Summer school: USTA Player and Coach Development fellows taught more than tennis

Victoria Chiesa | December 15, 2022

For 12 weeks this summer at the USTA National Campus, future tennis coaches were fully immersed in what it’d be like to live their dreams thanks to USTA Player and Coach Development’s inaugural Fellowship in Tennis Coaching & Leadership.


This year’s fellowship, the latest iteration of an evolving program that’s helped guide young tennis coaches over the years, was joint effort by USTA Player and Coach Development and the USTA’s diversity & inclusion department, in collaboration with the USTA Foundation, from May to August. The first class consisted of 10 participants—five men and five women—who represented seven states and hailed from all paths of life. They included five coaches of color; eight former college tennis players, including Fresno Pacific University student-athlete Maria Borodii, originally from Zaporizhzhia, Ukraine; two-time Paralympian Shelby Baron; and 2020 Mississippi State University graduate Alec Osbourne, who was once a rock-climbing guide in Maine.


But the fellowship wasn’t just limited to one-time NCAA stars, or those in search of their first post-college job. Take it from Venecca Green, a licensed attorney and grandmother from Jackson, Miss. whose resume included captaining her 4.0 and 5.0 USTA League teams and running a USTA Foundation National Junior Tennis and Learning (NJTL) chapter that served under-resourced youth.


“I thought about [the fellowship] for somebody else,” Green said. “Not necessarily me, but the more I read it, the more I believed that that was something that I should do. I have a couple of promising kids that I believed needed more than what I could give, and in reading what would be offered at the USTA National Campus, I wanted to come and see if I had what it took to be able to teach high-performance-level tennis.

“The ‘aha!’ moment was that I don't have to be a Division I player, or a professional player, to be able to go back and teach high performance.”


The fellows were afforded weekly leadership development opportunities, and shadowed USTA Player and Coach Development staff on and off the court, and in areas that also included strength and conditioning, coaching education and video analysis, and National Campus programming and event support. They also traveled to the famed Junior Tennis Champions’ Center (JTCC) in College Park, Md.—which has produced pros like Frances Tiafoe, Denis Kudla and Robin Montgomery—to get hands-on experience with their adult tennis, junior development, community outreach and adaptive tennis, and program and facility management teams.


“I think it's important to have a support system like we had here in the fellowship to develop as a coach,” fellow Diego Nava, from Woodland Hills, Calif., said. “I think that variety gives us a lot of experience and makes us dynamic when we step on the court with any player.”

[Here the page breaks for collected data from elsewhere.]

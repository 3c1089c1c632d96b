/// Create a newtype around an identifier string.
macro_rules! define_id_type {
    ($name: ident) => {
        #[derive(
            ::std::clone::Clone,
            ::std::fmt::Debug,
            ::std::hash::Hash,
            ::serde::Serialize,
            ::serde::Deserialize,
            ::std::cmp::Ord,
            ::std::cmp::PartialOrd,
            ::std::cmp::Eq,
            ::std::cmp::PartialEq,
        )]
        #[serde(transparent)]
        #[repr(transparent)]
        pub struct $name(String);

        impl $name {
            #[inline]
            pub fn new<S: Into<String>>(value: S) -> Self {
                Self(value.into())
            }

            #[inline]
            pub fn as_str(&self) -> &str {
                &self.0
            }
        }

        impl ::std::convert::From<&str> for $name {
            #[inline]
            fn from(value: &str) -> Self {
                Self::new(value)
            }
        }

        impl ::std::convert::From<String> for $name {
            #[inline]
            fn from(value: String) -> Self {
                Self(value)
            }
        }

        impl ::std::fmt::Display for $name {
            #[inline]
            fn fmt(&self, f: &mut ::std::fmt::Formatter<'_>) -> ::std::fmt::Result {
                self.0.fmt(f)
            }
        }

        impl ::std::convert::AsRef<str> for $name {
            #[inline]
            fn as_ref(&self) -> &str {
                &self.0
            }
        }
    };
}

define_id_type!(JobId);
define_id_type!(ClusterId);
define_id_type!(CommandId);
define_id_type!(ApplicationId);

impl JobId {
    /// Random identifier for requests that did not bring their own id.
    pub fn generate() -> Self {
        let value: u128 = rand::random();
        let hex = format!("{value:032x}");
        Self(format!(
            "{}-{}-{}-{}-{}",
            &hex[0..8],
            &hex[8..12],
            &hex[12..16],
            &hex[16..20],
            &hex[20..32]
        ))
    }
}

#[cfg(test)]
mod tests {
    use super::JobId;

    #[test]
    fn test_generated_ids_differ() {
        let a = JobId::generate();
        let b = JobId::generate();
        assert_ne!(a, b);
        assert_eq!(a.as_str().len(), 36);
        assert_eq!(a.as_str().matches('-').count(), 4);
    }

    #[test]
    fn test_id_serializes_as_string() {
        let id = JobId::new("job1");
        assert_eq!(serde_json::to_string(&id).unwrap(), "\"job1\"");
    }
}
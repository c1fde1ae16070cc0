/// Fetch window planning: the incremental catch-up window plus a bounded
/// backward walk that extends historical coverage chunk by chunk.
///
/// The planner is deliberately stateless: every cycle re-derives its plan
/// from the series state and today's date, so an abandoned window is simply
/// planned again next cycle and an interrupted backfill resumes where the
/// merged data ends. No failure queue, no progress file.
///
/// The backward walk is the rate-limiter against the unofficial portal: at
/// most `max_windows_per_cycle` chunks per cycle, clipped at the confirmed
/// backfill floor and at the configured maximum lookback.

use chrono::{Duration, NaiveDate};

use crate::model::ReadingWindow;
use crate::series::SeriesState;

// ---------------------------------------------------------------------------
// Plan
// ---------------------------------------------------------------------------

/// One cycle's worth of windows. The incremental window is fetched first;
/// backfill chunks follow, newest first.
#[derive(Debug, Clone, PartialEq, Eq)]
pub struct SyncPlan {
    pub incremental: ReadingWindow,
    pub backfill: Vec<ReadingWindow>,
}

impl SyncPlan {
    /// Every planned window in fetch order.
    pub fn windows(&self) -> impl Iterator<Item = &ReadingWindow> {
        std::iter::once(&self.incremental).chain(self.backfill.iter())
    }

    pub fn len(&self) -> usize {
        1 + self.backfill.len()
    }
}

// ---------------------------------------------------------------------------
// Planner
// ---------------------------------------------------------------------------

#[derive(Debug, Clone)]
pub struct BackfillPlanner {
    /// Hard bound on how far into the past the engine will ever reach.
    pub max_lookback_days: u32,
    /// Cap on backward chunks per cycle.
    pub max_windows_per_cycle: u32,
    /// Size of one backward chunk.
    pub chunk_days: u32,
    /// How many already-complete trailing days the incremental window
    /// re-fetches. The portal keeps correcting recent days after first
    /// publishing them.
    pub refresh_overlap_days: u32,
}

impl Default for BackfillPlanner {
    fn default() -> Self {
        Self {
            max_lookback_days: 730,
            max_windows_per_cycle: 4,
            chunk_days: 30,
            refresh_overlap_days: 2,
        }
    }
}

impl BackfillPlanner {
    /// Derives this cycle's windows from the series state.
    ///
    /// The incremental window runs from just before the end of the last
    /// confirmed-complete range (see `refresh_overlap_days`) through
    /// `today`; for a series with no complete day yet the latest reading's
    /// date anchors it, and for an empty series it seeds one chunk-sized
    /// window ending today.
    ///
    /// Backward chunks then step from the earliest known coverage toward
    /// the past, stopping at the cap, the backfill floor, or the lookback
    /// bound — whichever comes first.
    pub fn plan(&self, series: &SeriesState, today: NaiveDate) -> SyncPlan {
        let chunk = Duration::days(self.chunk_days.max(1) as i64 - 1);
        let lookback_start = today - Duration::days(self.max_lookback_days as i64);
        let lower_bound = match series.backfill_floor() {
            Some(floor) => floor.max(lookback_start),
            None => lookback_start,
        };

        let anchor = series.last_complete_through().or_else(|| series.latest_date());
        let incremental_start = match anchor {
            Some(d) => d - Duration::days(self.refresh_overlap_days as i64 - 1),
            None => today - chunk,
        }
        .max(lower_bound)
        .min(today);
        let incremental = ReadingWindow::new(incremental_start, today);

        let mut frontier = match series.earliest_date() {
            Some(earliest) => earliest.min(incremental_start),
            None => incremental_start,
        };
        let mut backfill = Vec::new();
        while (backfill.len() as u32) < self.max_windows_per_cycle {
            let Some(end) = frontier.pred_opt() else { break };
            if end < lower_bound {
                break;
            }
            let start = (end - chunk).max(lower_bound);
            backfill.push(ReadingWindow::new(start, end));
            frontier = start;
            if start == lower_bound {
                break;
            }
        }

        SyncPlan { incremental, backfill }
    }
}

// ---------------------------------------------------------------------------
// Tests
// ---------------------------------------------------------------------------
/// itron_sync: hourly water-meter usage synchronization against
/// Itron-hosted municipal analytics portals.
///
/// # Module structure
///
/// ```text
/// itron_sync
/// ├── model          — shared data types (MeterReading, ReadingWindow,
/// │                    SyncResult, …) and the error taxonomy
/// ├── config         — meter.toml loader + credential resolution
/// ├── municipalities — portal profile registry (lcpw, bism); all response
/// │                    parsing is reached through these adapters
/// ├── session        — login handshake, session expiry, invalidation
/// ├── ingest
/// │   ├── portal     — Itron portal API: URL construction + JSON parsing,
/// │   │                windowed ReadingFetcher with bounded retries
/// │   └── fixtures (test only) — representative portal payloads
/// ├── backfill       — window planning: incremental catch-up + bounded
/// │                    backward walk toward the history floor
/// ├── series         — SeriesState: idempotent merge/dedup, confirmed
/// │                    complete ranges, backfill floor
/// ├── analysis
/// │   └── usage_stats — pure usage statistics from the merged series
/// └── sync           — SyncEngine: the run_cycle() orchestrator
/// ```
///
/// The host platform owns scheduling and long-term persistence: it calls
/// `SyncEngine::run_cycle()` on its own cadence, persists the returned
/// series, and feeds it back through `import_series` at startup.

/// Public modules
pub mod analysis;
pub mod backfill;
pub mod config;
pub mod ingest;
pub mod model;
pub mod municipalities;
pub mod series;
pub mod session;
pub mod sync;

The 2022 fellowship participants.

After successful completion of the fellowship, each participant was certified by the Professional Tennis Registry (PTR) as a Level 2 teaching professional—a feather in the cap that’s particularly valuable to fellows like Mihaela Codreanu, who played college tennis at the University of Rhode Island and Tarleton State University and came to Orlando after spending time as a volunteer assistant coach at Tarleton State.


“Coaching, it's not just something that you're thrown into or because you play tennis, you can, all of a sudden, start coaching,” Codreanu said. “It's a skill that needs to be taught and it's a skill that needs to be learned, and so this is what the fellowship is. It's teaching us coaches to be better coaches and take it to the next level.”

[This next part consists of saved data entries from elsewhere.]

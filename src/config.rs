/// Sync configuration loader - parses meter.toml
///
/// Separates account and tuning parameters from code. The password may be
/// left out of the file and supplied through the `ITRON_PASSWORD`
/// environment variable instead (a `.env` file works too), so credentials
/// never have to live next to the tuning knobs.

use serde::Deserialize;
use std::env;
use std::fs;

use crate::municipalities::{select_municipality, supported_municipality_names};

/// Expected configuration file, relative to the working directory.
pub const DEFAULT_CONFIG_PATH: &str = "meter.toml";

/// Everything the host hands the engine for one meter.
#[derive(Debug, Clone, Deserialize)]
pub struct SyncConfig {
    /// Municipality name or short code from the registry (e.g. "lcpw").
    pub municipality: String,

    /// Portal login name.
    pub username: String,

    /// Portal password; falls back to the ITRON_PASSWORD environment
    /// variable when absent.
    #[serde(default)]
    pub password: Option<String>,

    /// Service point identifier of the water meter to sync.
    pub meter_id: String,

    /// Hard bound on how far back history is ever requested.
    #[serde(default = "default_max_lookback_days")]
    pub max_lookback_days: u32,

    /// Backward backfill chunks per cycle; the request-storm guard.
    #[serde(default = "default_max_backfill_windows")]
    pub max_backfill_windows_per_cycle: u32,

    /// Days per backward backfill chunk.
    #[serde(default = "default_backfill_chunk_days")]
    pub backfill_chunk_days: u32,

    /// Trailing complete days the incremental fetch re-requests each cycle
    /// to pick up portal corrections.
    #[serde(default = "default_refresh_overlap_days")]
    pub refresh_overlap_days: u32,

    /// Transport-failure retries per request.
    #[serde(default = "default_transport_retries")]
    pub transport_retries: u32,

    /// Base backoff between transport retries, in milliseconds.
    #[serde(default = "default_retry_backoff_ms")]
    pub retry_backoff_ms: u64,

    /// Full portal root URL override (scheme included). Points the engine
    /// at a staging or mock host instead of the municipality's production
    /// portal; the parsing profile stays the municipality's.
    #[serde(default)]
    pub portal_override: Option<String>,
}

fn default_max_lookback_days() -> u32 {
    730
}

fn default_max_backfill_windows() -> u32 {
    4
}

fn default_backfill_chunk_days() -> u32 {
    30
}

fn default_refresh_overlap_days() -> u32 {
    2
}

fn default_transport_retries() -> u32 {
    2
}

fn default_retry_backoff_ms() -> u64 {
    500
}

impl SyncConfig {
    /// The configured password, or the `ITRON_PASSWORD` environment
    /// variable (a `.env` file in the working directory is honored).
    pub fn resolve_password(&self) -> Option<String> {
        self.password.clone().or_else(|| {
            dotenv::dotenv().ok();
            env::var("ITRON_PASSWORD").ok()
        })
    }
}

/// Parses configuration from TOML text.
///
/// # Panics
/// Panics on malformed TOML or an unknown municipality. This is
/// intentional — the engine cannot operate without a valid configuration,
/// and a bad one is a setup failure the user has to fix, not something to
/// limp past.
pub fn parse_config(contents: &str) -> SyncConfig {
    let config: SyncConfig =
        toml::from_str(contents).unwrap_or_else(|e| panic!("Failed to parse configuration: {}", e));

    if select_municipality(&config.municipality).is_none() {
        panic!(
            "Unknown municipality '{}'. Supported: {}",
            config.municipality,
            supported_municipality_names().join(", ")
        );
    }
    if config.meter_id.trim().is_empty() {
        panic!("meter_id must not be empty");
    }

    config
}

/// Loads configuration from a file.
///
/// # Panics
/// Panics if the file is missing or invalid, as `parse_config` does.
pub fn load_config(path: &str) -> SyncConfig {
    let contents =
        fs::read_to_string(path).unwrap_or_else(|e| panic!("Failed to read {}: {}", path, e));
    parse_config(&contents)
}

Baron, the first wheelchair user to participate in the program, also hoped to use the lessons learned in the fellowship to shape her post-playing path.  


“I think if a future employer sees this player development, coaching and leadership fellowship on my resume, it makes me really stand out because I’ve learned so much throughout this fellowship about just the basics of coaching and all these theories about why we do the things we do on court,” Baron added.

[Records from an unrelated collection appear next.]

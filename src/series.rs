/// The authoritative merged reading series for one meter.
///
/// Merging behaves like an idempotent keyed upsert (the same batch twice
/// changes nothing), with one deliberate exception: the portal is allowed
/// to correct history. An incoming reading at an existing timestamp wins
/// when its value differs, and every such overwrite is counted and logged.
///
/// Persistence is the host platform's job; this type is serde-serializable
/// so the host (or the bundled drivers) can round-trip it as JSON.

use chrono::{NaiveDate, NaiveDateTime};
use serde::{Deserialize, Serialize};
use std::collections::BTreeMap;

use crate::model::{MeterReading, ReadingWindow};

/// Bitmask with one bit per hour of a day; a day is confirmed complete
/// when every hourly slot has a reading.
const FULL_DAY_MASK: u32 = (1 << 24) - 1;

// ---------------------------------------------------------------------------
// Series state
// ---------------------------------------------------------------------------

/// Ordered, deduplicated hourly series plus the gap bookkeeping the
/// backfill planner works from.
#[derive(Debug, Clone, Default, PartialEq, Serialize, Deserialize)]
pub struct SeriesState {
    /// Keyed by timestamp, which makes timestamps unique and the
    /// materialized order ascending by construction.
    readings: BTreeMap<NaiveDateTime, MeterReading>,

    /// Maximal runs of consecutive days where all 24 hourly slots are
    /// present. Recomputed after every merge that inserts.
    #[serde(default)]
    complete_ranges: Vec<ReadingWindow>,

    /// Confirmed: the portal has no data on any day before this date.
    /// Set only after an empty backfill chunk is confirmed by a re-fetch.
    #[serde(default)]
    backfill_floor: Option<NaiveDate>,
}

/// What a merge did, for cycle logging and idempotence checks.
#[derive(Debug, Clone, Copy, Default, PartialEq, Eq)]
pub struct MergeReport {
    pub inserted: usize,
    pub overwritten: usize,
    pub unchanged: usize,
}

impl SeriesState {
    pub fn new() -> Self {
        Self::default()
    }

    pub fn len(&self) -> usize {
        self.readings.len()
    }

    pub fn is_empty(&self) -> bool {
        self.readings.is_empty()
    }

    /// All readings, ascending by timestamp.
    pub fn readings(&self) -> impl Iterator<Item = &MeterReading> {
        self.readings.values()
    }

    pub fn get(&self, timestamp: NaiveDateTime) -> Option<&MeterReading> {
        self.readings.get(&timestamp)
    }

    /// Most recent reading, if any.
    pub fn latest_reading(&self) -> Option<&MeterReading> {
        self.readings.values().next_back()
    }

    /// Date of the earliest known reading.
    pub fn earliest_date(&self) -> Option<NaiveDate> {
        self.readings.keys().next().map(|ts| ts.date())
    }

    /// Date of the latest known reading.
    pub fn latest_date(&self) -> Option<NaiveDate> {
        self.readings.keys().next_back().map(|ts| ts.date())
    }

    /// Confirmed-complete date ranges, ascending and non-adjacent.
    pub fn complete_ranges(&self) -> &[ReadingWindow] {
        &self.complete_ranges
    }

    /// Last day of the most recent confirmed-complete range — the anchor
    /// the incremental fetch resumes from.
    pub fn last_complete_through(&self) -> Option<NaiveDate> {
        self.complete_ranges.last().map(|w| w.end)
    }

    pub fn backfill_floor(&self) -> Option<NaiveDate> {
        self.backfill_floor
    }

    /// Records that the portal confirmed having no data before `floor`.
    /// The floor only ever narrows upward, and never past the earliest
    /// reading actually held.
    pub fn record_no_data_before(&mut self, floor: NaiveDate) {
        let mut floor = floor;
        if let Some(earliest) = self.earliest_date() {
            floor = floor.min(earliest);
        }
        let floor = match self.backfill_floor {
            Some(existing) => existing.max(floor),
            None => floor,
        };
        log::info!("backfill floor confirmed: no portal data before {}", floor);
        self.backfill_floor = Some(floor);
    }

    /// Merges a batch of fetched readings.
    ///
    /// Timestamp collisions keep the incoming reading only when it differs
    /// (portal corrections are expected and logged); identical readings are
    /// counted as unchanged, which makes re-merging a window a no-op.
    pub fn merge(&mut self, new_readings: impl IntoIterator<Item = MeterReading>) -> MergeReport {
        use std::collections::btree_map::Entry;

        let mut report = MergeReport::default();
        for reading in new_readings {
            match self.readings.entry(reading.timestamp) {
                Entry::Vacant(slot) => {
                    slot.insert(reading);
                    report.inserted += 1;
                }
                Entry::Occupied(mut slot) => {
                    if slot.get() == &reading {
                        report.unchanged += 1;
                    } else {
                        log::warn!(
                            "portal corrected reading at {}: {} -> {}",
                            reading.timestamp,
                            slot.get().usage,
                            reading.usage
                        );
                        slot.insert(reading);
                        report.overwritten += 1;
                    }
                }
            }
        }

        if report.inserted > 0 {
            self.recompute_complete_ranges();
        }
        report
    }

    fn recompute_complete_ranges(&mut self) {
        // One bit per present hourly slot, per day.
        let mut day_masks: BTreeMap<NaiveDate, u32> = BTreeMap::new();
        for ts in self.readings.keys() {
            use chrono::Timelike;
            *day_masks.entry(ts.date()).or_default() |= 1 << ts.hour();
        }

        let mut ranges: Vec<ReadingWindow> = Vec::new();
        let mut current: Option<ReadingWindow> = None;

        for (day, mask) in day_masks {
            if mask != FULL_DAY_MASK {
                if let Some(range) = current.take() {
                    ranges.push(range);
                }
                continue;
            }
            current = match current {
                Some(range) if range.end.succ_opt() == Some(day) => {
                    Some(ReadingWindow { start: range.start, end: day })
                }
                Some(range) => {
                    ranges.push(range);
                    Some(ReadingWindow { start: day, end: day })
                }
                None => Some(ReadingWindow { start: day, end: day }),
            };
        }
        if let Some(range) = current {
            ranges.push(range);
        }

        self.complete_ranges = ranges;
    }
}

// ---------------------------------------------------------------------------
// Tests
// ---------------------------------------------------------------------------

“I've had a lot of really good coaches in the past, and I’ve modeled the coaches that I liked the best, but I've never really understood why I do the things that I do. Being able to learn the reasons … I'm really understanding how a player learns best, with all different types of players, juniors, adults, able-bodied and wheelchair.”


The fellowship is expected to expand to a roster of 16 participants in 2023. Over the long-term, the hope is that it creates a pipeline of qualified tennis coaches that will recalibrate the number of diverse tennis leaders in the industry—and that will, in turn, attract, train and shape the next generation of participants.


“I think tennis and life mirror each other so much,” fellow Edik Pribitkin of Blue Bell, Penn., said. "Getting into it as a coach can really give you new insights and build new opportunities that might not otherwise be there before, and can really help you help other people grow.”